In Fallout: New Vegas canon, Mr. House had the foresight to equip his casino in Las Vegas, the Lucky 38 (the tall, Stratosphere-esque building seen in the last shot of season one) with radar-jammers, missile arrays, a laser defense grid, and life support systems, all in the hopes of sparing Las Vegas from armageddon. Mr. House’s efforts bore surprisingly undamaged fruit compared to every other major city in the US. Sixty-eight of the seventy-seven nuclear ICBMs fired at New Vegas were destroyed before they made impact.
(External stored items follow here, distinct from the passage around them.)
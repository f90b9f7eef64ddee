//! Fused per-row predicate evaluation.
//!
//! A predicate list of plain scalar comparisons compiles to a short tape of
//! resolved terms: column ordinals bound, literals coerced to the column's
//! comparison domain, validity captured. Evaluation short-circuits the AND
//! chain per row. The tape must agree with the interpreter exactly — it is
//! an optimization, never a semantic.
//!
//! Anything else (strings, LIKE, null tests, compound predicates) is
//! `Unsupported`; the caller falls back to the interpreter silently.

use frozen_store::{ColumnData, FrozenStore};
use hashbrown::HashMap;
use observability_deps::tracing::debug;
use parking_lot::Mutex;
use predicate::{ColumnCmp, Literal, Operator, Predicate};
use rust_decimal::Decimal;
use selection::Bitmap;
use snafu::Snafu;
use std::sync::Arc;

#[derive(Debug, Snafu)]
pub enum Error {
    #[snafu(display("predicate is not compilable: {}", reason))]
    Unsupported { reason: String },
}

pub type Result<T, E = Error> = std::result::Result<T, E>;

// One resolved comparison. Value slots of null rows hold fillers, so every
// term re-checks validity before its comparison.
#[derive(Debug, Clone)]
enum Term {
    Int {
        col: usize,
        op: Operator,
        value: i64,
    },
    Float {
        col: usize,
        op: Operator,
        value: f64,
    },
    Dec {
        col: usize,
        op: Operator,
        value: Decimal,
    },
    Bool {
        col: usize,
        op: Operator,
        value: bool,
    },
}

/// A compiled predicate list.
#[derive(Debug, Clone)]
pub struct CompiledFilter {
    terms: Vec<Term>,
}

impl CompiledFilter {
    /// Resolve `predicates` against `store`, failing with `Unsupported` for
    /// any term the tape cannot express.
    pub fn compile(store: &FrozenStore, predicates: &[Predicate]) -> Result<Self> {
        let terms = predicates
            .iter()
            .map(|pred| compile_one(store, pred))
            .collect::<Result<Vec<_>>>()?;
        Ok(Self { terms })
    }

    /// Whether the whole term chain passes for `row`.
    fn eval_row(&self, store: &FrozenStore, row: usize) -> bool {
        self.terms.iter().all(|term| eval_term(term, store, row))
    }

    /// Restrict `selection` to passing rows, exactly as the interpreter
    /// would.
    pub fn evaluate(&self, store: &FrozenStore, selection: &mut Bitmap) {
        for block_idx in 0..selection.blocks().len() {
            let mut remaining = selection.blocks()[block_idx];
            if remaining == 0 {
                continue;
            }
            let base = block_idx * 64;
            let mut mask = remaining;
            while remaining != 0 {
                let lane = remaining.trailing_zeros() as usize;
                if !self.eval_row(store, base + lane) {
                    mask &= !(1u64 << lane);
                }
                remaining &= remaining - 1;
            }
            selection.mask_block(block_idx, mask);
        }
    }
}

fn compile_one(store: &FrozenStore, pred: &Predicate) -> Result<Term> {
    let Predicate::Cmp(cmp) = pred else {
        return UnsupportedSnafu {
            reason: "only plain comparisons compile",
        }
        .fail();
    };
    let ColumnCmp { column, op, literal } = cmp;
    if *op == Operator::Like {
        return UnsupportedSnafu {
            reason: "LIKE does not compile",
        }
        .fail();
    }

    let Ok((col, column_ref)) = store.column_by_name(column) else {
        return UnsupportedSnafu {
            reason: format!("unknown column \"{}\"", column),
        }
        .fail();
    };

    let term = match column_ref.data() {
        ColumnData::I8(_)
        | ColumnData::I16(_)
        | ColumnData::I32(_)
        | ColumnData::I64(_)
        | ColumnData::Date(_) => Term::Int {
            col,
            op: *op,
            value: literal.as_i64().ok_or_else(|| {
                UnsupportedSnafu {
                    reason: "literal outside the integer domain",
                }
                .build()
            })?,
        },
        ColumnData::Timestamp { unit, .. } => Term::Int {
            col,
            op: *op,
            value: literal.as_timestamp(*unit).ok_or_else(|| {
                UnsupportedSnafu {
                    reason: "literal outside the timestamp domain",
                }
                .build()
            })?,
        },
        ColumnData::F32(_) | ColumnData::F64(_) => Term::Float {
            col,
            op: *op,
            value: literal.as_f64().ok_or_else(|| {
                UnsupportedSnafu {
                    reason: "literal outside the float domain",
                }
                .build()
            })?,
        },
        ColumnData::Decimal { .. } => Term::Dec {
            col,
            op: *op,
            value: literal.as_decimal().ok_or_else(|| {
                UnsupportedSnafu {
                    reason: "literal outside the decimal domain",
                }
                .build()
            })?,
        },
        ColumnData::Bool(_) => {
            if !matches!(op, Operator::Equal | Operator::NotEqual) {
                return UnsupportedSnafu {
                    reason: "ordering comparison on bool",
                }
                .fail();
            }
            Term::Bool {
                col,
                op: *op,
                value: literal.as_bool().ok_or_else(|| {
                    UnsupportedSnafu {
                        reason: "literal outside the bool domain",
                    }
                    .build()
                })?,
            }
        }
        ColumnData::Utf8 { .. } | ColumnData::Dictionary { .. } => {
            return UnsupportedSnafu {
                reason: "string comparisons do not compile",
            }
            .fail();
        }
    };
    Ok(term)
}

fn eval_term(term: &Term, store: &FrozenStore, row: usize) -> bool {
    match term {
        Term::Int { col, op, value } => {
            let column = store.column(*col);
            if column.is_null(row) {
                return false;
            }
            let v = match column.data() {
                ColumnData::I8(values) => values[row] as i64,
                ColumnData::I16(values) => values[row] as i64,
                ColumnData::I32(values) => values[row] as i64,
                ColumnData::I64(values) => values[row],
                ColumnData::Date(values) => values[row] as i64,
                ColumnData::Timestamp { values, .. } => values[row],
                _ => unreachable!("term bound to an integer column"),
            };
            op.eval_ordering(v.cmp(value))
        }
        Term::Float { col, op, value } => {
            let column = store.column(*col);
            if column.is_null(row) {
                return false;
            }
            let v = match column.data() {
                ColumnData::F32(values) => values[row] as f64,
                ColumnData::F64(values) => values[row],
                _ => unreachable!("term bound to a float column"),
            };
            match v.partial_cmp(value) {
                Some(ordering) => op.eval_ordering(ordering),
                // NaN compares false everywhere, like the interpreter
                None => false,
            }
        }
        Term::Dec { col, op, value } => {
            let column = store.column(*col);
            if column.is_null(row) {
                return false;
            }
            let v = match column.data() {
                ColumnData::Decimal { values, .. } => values[row],
                _ => unreachable!("term bound to a decimal column"),
            };
            op.eval_ordering(v.cmp(value))
        }
        Term::Bool { col, op, value } => {
            let column = store.column(*col);
            if column.is_null(row) {
                return false;
            }
            let v = match column.data() {
                ColumnData::Bool(values) => values[row],
                _ => unreachable!("term bound to a bool column"),
            };
            match op {
                Operator::Equal => v == *value,
                Operator::NotEqual => v != *value,
                _ => unreachable!("bool terms are equality-only"),
            }
        }
    }
}

/// Per-engine cache of compiled filters, keyed by the predicate-list part
/// of the plan fingerprint.
#[derive(Debug, Default)]
pub struct CompiledCache {
    entries: Mutex<HashMap<String, Arc<CompiledFilter>>>,
    fallbacks: std::sync::atomic::AtomicU64,
}

impl CompiledCache {
    pub fn new() -> Self {
        Self::default()
    }

    /// Fetch or compile the filter for `key`. `None` means not compilable;
    /// the caller uses the interpreter.
    pub fn get_or_compile(
        &self,
        key: &str,
        store: &FrozenStore,
        predicates: &[Predicate],
    ) -> Option<Arc<CompiledFilter>> {
        if let Some(filter) = self.entries.lock().get(key) {
            return Some(Arc::clone(filter));
        }

        match CompiledFilter::compile(store, predicates) {
            Ok(filter) => {
                let filter = Arc::new(filter);
                self.entries
                    .lock()
                    .insert(key.to_owned(), Arc::clone(&filter));
                Some(filter)
            }
            Err(Error::Unsupported { reason }) => {
                // functional paths stay silent; observability only
                debug!(%reason, "compiled predicate fallback to interpreter");
                self.fallbacks
                    .fetch_add(1, std::sync::atomic::Ordering::Relaxed);
                None
            }
        }
    }

    /// Number of interpreter fallbacks, for the observability hook.
    pub fn fallback_count(&self) -> u64 {
        self.fallbacks.load(std::sync::atomic::Ordering::Relaxed)
    }
}

#[cfg(test)]
mod test {
    use super::*;
    use proptest::prelude::*;

    fn store() -> FrozenStore {
        FrozenStore::builder()
            .col_i32("a", vec![Some(1), Some(5), None, Some(9), Some(3)])
            .col_f64("b", vec![Some(0.5), Some(2.5), Some(1.0), None, Some(9.9)])
            .col_utf8("s", vec![Some("x"); 5])
            .freeze()
            .unwrap()
    }

    fn interpreted(store: &FrozenStore, predicates: &[Predicate]) -> Bitmap {
        let mut selection = Bitmap::all_set(store.row_count());
        for pred in predicates {
            pred.evaluate(store, &mut selection).unwrap();
        }
        selection
    }

    #[test]
    fn compiled_matches_interpreter() {
        let store = store();
        let predicates = vec![
            Predicate::cmp("a", Operator::GT, 2i64),
            Predicate::cmp("b", Operator::LT, 5.0),
        ];
        let compiled = CompiledFilter::compile(&store, &predicates).unwrap();

        let mut selection = Bitmap::all_set(store.row_count());
        compiled.evaluate(&store, &mut selection);
        assert_eq!(selection, interpreted(&store, &predicates));
        // rows: a=[1,5,-,9,3], b=[.5,2.5,1,-,9.9]; survivors need a>2 && b<5
        assert_eq!(selection.iter_set().collect::<Vec<_>>(), vec![1]);
    }

    #[test]
    fn unsupported_shapes() {
        let store = store();
        for predicates in [
            vec![Predicate::cmp("s", Operator::Equal, "x")],
            vec![Predicate::is_null("a")],
            vec![Predicate::cmp("a", Operator::GT, 1i64)
                .or(Predicate::cmp("a", Operator::LT, 0i64))],
        ] {
            assert!(matches!(
                CompiledFilter::compile(&store, &predicates),
                Err(Error::Unsupported { .. })
            ));
        }
    }

    #[test]
    fn cache_compiles_once_and_counts_fallbacks() {
        let store = store();
        let cache = CompiledCache::new();
        let predicates = vec![Predicate::cmp("a", Operator::GTE, 3i64)];

        let first = cache.get_or_compile("k", &store, &predicates).unwrap();
        let second = cache.get_or_compile("k", &store, &predicates).unwrap();
        assert!(Arc::ptr_eq(&first, &second));
        assert_eq!(cache.fallback_count(), 0);

        let uncompilable = vec![Predicate::is_null("a")];
        assert!(cache.get_or_compile("k2", &store, &uncompilable).is_none());
        assert_eq!(cache.fallback_count(), 1);
    }

    proptest! {
        // compiled and interpreted evaluators must agree on any data
        #[test]
        fn prop_compiled_interpreter_equivalence(
            values in prop::collection::vec(proptest::option::weighted(0.85, -50i32..50), 1..250),
            lo in -50i64..50,
            hi in -50i64..50,
        ) {
            let store = FrozenStore::builder()
                .col_i32("v", values)
                .freeze()
                .unwrap();
            let predicates = vec![
                Predicate::cmp("v", Operator::GTE, lo),
                Predicate::cmp("v", Operator::LT, hi),
            ];

            let compiled = CompiledFilter::compile(&store, &predicates).unwrap();
            let mut compiled_sel = Bitmap::all_set(store.row_count());
            compiled.evaluate(&store, &mut compiled_sel);

            prop_assert_eq!(compiled_sel, interpreted(&store, &predicates));
        }
    }
}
Fallout‘s New Vegas Is a Reminder of the Pre-War World

Obsidian Entertainment

After a quick fifty-year coma, House began to plot his city’s long-term survival—and his own. With his ruthless businessman acumen (and an army of Securitrons) House transformed the derelict Las Vegas strip, dominated by competing tribes and raiders in his absence, into a beautiful monument to the world that once was. Or, if you want to be less romantic about it, he made the most fun place in all of post-apocalyptica to get hammered and lose all your money. House keeps an iron grip on Fallout‘s New Vegas, using the Three Families—the Chairmen, Omertas, and White Glove Society—to staff the Strip’s three casinos. 

New Vegas is like a dream for the people of the Mojave Wasteland in Fallout. But given the steep credit check required to enter, this bastion of pre-war debauchery remains beyond reach for many wastelanders. For those who can pay, though, it feels like, for a moment, maybe the Great War never happened at all. 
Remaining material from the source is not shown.